[Items from a dataset]
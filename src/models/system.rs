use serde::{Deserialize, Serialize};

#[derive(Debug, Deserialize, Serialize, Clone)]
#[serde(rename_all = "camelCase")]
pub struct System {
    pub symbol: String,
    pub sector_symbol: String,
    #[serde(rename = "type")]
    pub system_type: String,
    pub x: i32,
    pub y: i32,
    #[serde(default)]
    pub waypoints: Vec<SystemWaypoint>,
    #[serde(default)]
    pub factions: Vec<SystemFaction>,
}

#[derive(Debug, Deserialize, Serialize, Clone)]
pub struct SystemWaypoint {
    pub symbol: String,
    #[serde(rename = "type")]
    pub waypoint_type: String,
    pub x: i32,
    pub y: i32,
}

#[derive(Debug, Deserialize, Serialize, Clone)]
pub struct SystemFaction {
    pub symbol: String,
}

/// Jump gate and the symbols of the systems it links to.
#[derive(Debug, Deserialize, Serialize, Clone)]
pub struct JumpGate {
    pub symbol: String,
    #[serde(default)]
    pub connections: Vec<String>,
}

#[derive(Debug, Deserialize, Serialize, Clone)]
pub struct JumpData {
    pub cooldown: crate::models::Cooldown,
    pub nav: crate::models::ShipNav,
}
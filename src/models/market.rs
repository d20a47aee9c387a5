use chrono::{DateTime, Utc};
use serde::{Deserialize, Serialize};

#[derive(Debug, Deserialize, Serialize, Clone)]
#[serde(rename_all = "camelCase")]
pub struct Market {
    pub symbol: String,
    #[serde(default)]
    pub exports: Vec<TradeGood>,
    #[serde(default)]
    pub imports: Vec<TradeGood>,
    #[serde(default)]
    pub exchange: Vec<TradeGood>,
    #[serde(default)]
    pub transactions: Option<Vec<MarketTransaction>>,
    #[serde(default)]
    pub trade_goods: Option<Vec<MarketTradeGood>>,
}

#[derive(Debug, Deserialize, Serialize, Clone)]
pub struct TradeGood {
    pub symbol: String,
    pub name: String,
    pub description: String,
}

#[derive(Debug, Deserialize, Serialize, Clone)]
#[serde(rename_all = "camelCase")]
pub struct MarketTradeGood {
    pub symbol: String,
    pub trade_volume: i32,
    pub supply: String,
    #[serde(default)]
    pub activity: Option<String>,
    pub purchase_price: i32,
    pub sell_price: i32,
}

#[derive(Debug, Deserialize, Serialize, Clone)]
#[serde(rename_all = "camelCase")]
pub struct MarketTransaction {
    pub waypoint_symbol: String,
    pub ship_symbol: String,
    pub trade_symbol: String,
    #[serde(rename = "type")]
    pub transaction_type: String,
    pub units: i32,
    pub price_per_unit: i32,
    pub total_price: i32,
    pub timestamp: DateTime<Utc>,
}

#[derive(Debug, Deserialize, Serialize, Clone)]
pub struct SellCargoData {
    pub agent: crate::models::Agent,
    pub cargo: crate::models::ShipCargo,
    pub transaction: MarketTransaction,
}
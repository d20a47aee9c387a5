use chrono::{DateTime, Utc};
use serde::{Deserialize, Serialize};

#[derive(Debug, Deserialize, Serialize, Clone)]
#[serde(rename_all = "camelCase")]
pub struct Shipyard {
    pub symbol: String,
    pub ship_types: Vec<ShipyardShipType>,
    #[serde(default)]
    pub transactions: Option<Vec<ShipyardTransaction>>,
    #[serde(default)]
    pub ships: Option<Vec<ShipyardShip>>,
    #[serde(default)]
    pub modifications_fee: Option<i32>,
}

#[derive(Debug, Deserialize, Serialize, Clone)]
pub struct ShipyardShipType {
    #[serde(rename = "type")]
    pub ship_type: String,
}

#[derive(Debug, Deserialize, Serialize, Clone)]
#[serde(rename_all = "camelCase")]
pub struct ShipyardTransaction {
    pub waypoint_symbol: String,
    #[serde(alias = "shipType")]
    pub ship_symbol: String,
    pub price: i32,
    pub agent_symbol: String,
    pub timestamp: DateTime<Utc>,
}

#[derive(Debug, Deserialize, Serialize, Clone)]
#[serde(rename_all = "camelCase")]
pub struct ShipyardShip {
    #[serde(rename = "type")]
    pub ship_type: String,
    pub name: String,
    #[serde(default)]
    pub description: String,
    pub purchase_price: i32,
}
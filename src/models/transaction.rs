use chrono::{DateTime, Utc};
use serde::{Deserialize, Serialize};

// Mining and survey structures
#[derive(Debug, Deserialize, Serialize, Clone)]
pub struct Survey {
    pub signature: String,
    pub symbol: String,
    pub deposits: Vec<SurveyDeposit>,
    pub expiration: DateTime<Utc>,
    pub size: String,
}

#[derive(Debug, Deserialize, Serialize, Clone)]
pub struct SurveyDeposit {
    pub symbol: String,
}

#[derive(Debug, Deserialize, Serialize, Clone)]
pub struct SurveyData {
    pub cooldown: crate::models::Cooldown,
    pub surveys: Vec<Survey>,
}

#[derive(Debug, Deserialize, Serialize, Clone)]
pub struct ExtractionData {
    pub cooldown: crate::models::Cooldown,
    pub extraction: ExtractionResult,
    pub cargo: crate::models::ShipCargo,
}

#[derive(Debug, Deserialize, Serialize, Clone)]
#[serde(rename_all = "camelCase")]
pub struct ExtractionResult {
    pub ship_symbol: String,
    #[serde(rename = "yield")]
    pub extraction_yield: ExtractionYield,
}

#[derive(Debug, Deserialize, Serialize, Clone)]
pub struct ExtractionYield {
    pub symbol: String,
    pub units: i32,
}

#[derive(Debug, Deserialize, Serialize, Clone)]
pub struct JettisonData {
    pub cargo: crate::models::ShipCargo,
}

ASSIGNED TASK
How many lines in the records above hold the word "ShipyardTransaction"? Give only the number.

SOLUTION FOR THIS TASK
2